Amtrak Unlimited Discussion Forum

Help Support Amtrak Unlimited Discussion Forum:

This site may earn a commission from merchant affiliate links, including eBay, Amazon, and others.
Better get used to Flex style dining. It's the wave of the future. The only reason traditional dining is viable in land-based restaurants is because restaurant workers are poorly paid and work irregular hours. When this is no longer the case, expect a entrees at your neighborhood Denny's to start at $35 (in today's money.) Either that, or you're going to be ordering over your phone and picking up the meal when you arrive, like they do at Panera, and even Panera will cost more, because they have a pretty big kitchen crew, even with mostly pre-cooked stuff, as they have to individually heat and plate everything. Anyway, forget about special orders, the public will just have to learn to eat what's put in front of them.

There's a number of cities that pay a $10-$15 wage (with no tip credit for wait staff, so wait staff has to be paid that full $10-$15/hr.) and prices at sit-down restaurants have not shot up dramatically. Here in MSP, where minimum wage is in the $11-$14 range in most places, pricing is not substantially different than elsewhere. Yes, the $6.99 special at Denny's is $8.99 instead, and the 2 for $20 at Applebee's is now 2 for $22, but prices haven't tripled! The biggest reason that Amtrak's labor costs are higher is because there's a bunch of factors that Amtrak has to mitigate with higher wages - they can't really employ part-time employees such as students or people wanting to make a bit of extra money because they need to be away from home for days at a time, and you're now also having to give up your social and home life even more than if you were a full-time employee at a land-based restaurant (where you at least generally get to go home every night.) Thus, Amtrak has to pay a fair amount more to attract quality candidates - there's not a lot of people who find being away from home for days at a time, at least long-term, to be a plus. That's one of the main reason why Amtrak has such a difficult time profitably running a diner, and it's somewhat unique to Amtrak. The other side of the equation is that there's a very finite number of people that can be served, and that capacity is quite a bit lower than many restaurants.

But it doesn’t require a chef - which seems to be the position that Amtrak is hell bent on eliminating in the east. Maybe because they don’t perform non food related tasks?

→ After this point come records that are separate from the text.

use crate::cli::context::AppContext;
use crate::domain::ServiceId;
use crate::infra::config::{config_path, default_config_dir, install_default_config};
use crate::infra::credentials;
use anyhow::Result;
use std::path::Path;
use tracing::info;

pub fn init(config_dir: &Path) -> Result<bool> {
    info!("Preparing config in {:?}", config_dir);

    if install_default_config(config_dir)? {
        println!("Wrote {:?}", config_path(config_dir));
    } else {
        println!("{:?} already exists, left untouched", config_path(config_dir));
    }

    if config_dir != default_config_dir() {
        println!("Pass --config-dir {:?} or set PISTACK_CONFIG_DIR to use it.", config_dir);
    }

    Ok(true)
}

/// Reports runtime and tool availability. Fails when the runtime is missing.
pub fn doctor(ctx: &AppContext) -> Result<bool> {
    println!("Checking dependencies and configuration...");
    let mut healthy = true;

    match ctx.runtime.check_available() {
        Ok(()) => println!(
            "✓ {} with compose plugin available",
            ctx.settings.runtime_binary
        ),
        Err(e) => {
            healthy = false;
            println!("✗ {e}");
        }
    }

    if ctx.issuer.is_available() {
        println!("✓ openssl available");
    } else {
        println!("• openssl not found (needed by vaultwarden)");
    }

    let config_file = config_path(&ctx.config_dir);
    if config_file.exists() {
        println!("✓ config: {:?}", config_file);
    } else {
        println!("• no config at {:?}, using defaults (see 'pistack init')", config_file);
    }

    let root = ctx.layout().root();
    if root.is_dir() {
        println!("✓ services directory: {:?}", root);
    } else {
        println!("• services directory {:?} will be created on first install", root);
    }

    println!("• host address {} / timezone {}", ctx.host().ip, ctx.host().timezone);

    Ok(healthy)
}

pub fn catalog(ctx: &AppContext) -> Result<bool> {
    println!("{:<13} {:<10} DESCRIPTION", "SERVICE", "INSTALLED");
    for id in ServiceId::ALL {
        let installed = if ctx.layout().is_installed(id) {
            "yes"
        } else {
            "no"
        };
        println!("{:<13} {:<10} {}", id, installed, id.definition().label);
    }
    Ok(true)
}

pub fn info(ctx: &AppContext, identifier: &str) -> Result<bool> {
    let id: ServiceId = identifier.parse()?;
    print_hints(ctx, id)?;
    Ok(true)
}

/// Post-install hints: where to browse and where the credentials live.
pub fn print_hints(ctx: &AppContext, id: ServiceId) -> Result<()> {
    let def = id.definition();
    let layout = ctx.layout();

    println!("{}", def.label);
    println!("  url:      {}", def.url(&ctx.host().ip));
    println!(
        "  manifest: {:?}{}",
        layout.manifest_path(id),
        if layout.is_installed(id) {
            ""
        } else {
            " (not installed)"
        }
    );

    if def.secrets.is_empty() {
        return Ok(());
    }

    let creds_path = layout.credentials_path(id);
    println!("  credentials: {:?}", creds_path);
    let stored = credentials::read(&creds_path)?;
    for (name, value) in stored.iter() {
        println!("    {name}={value}");
    }

    Ok(())
}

This is what baffles me the most with Amtrak's current food service offerings - having a chef on board with quality ingredients would make the experience a lot better and deliver quality food that can be customized to people's desires (at least when implemented properly.) The chef also would likely offset some of their cost simply by being able to use ingredients to prep the meal on-site, instead of needing to purchase pre-made meals from a vendor. This seems especially useful on the longer trains where trying to keep a quality meal fresh for three days with minimal restocking points is difficult if they have to be basically "heat-and-eat" once on board.
 
VIA ocean’s diner require the same amount of crew that Amtrak’s “traditional dining” requires.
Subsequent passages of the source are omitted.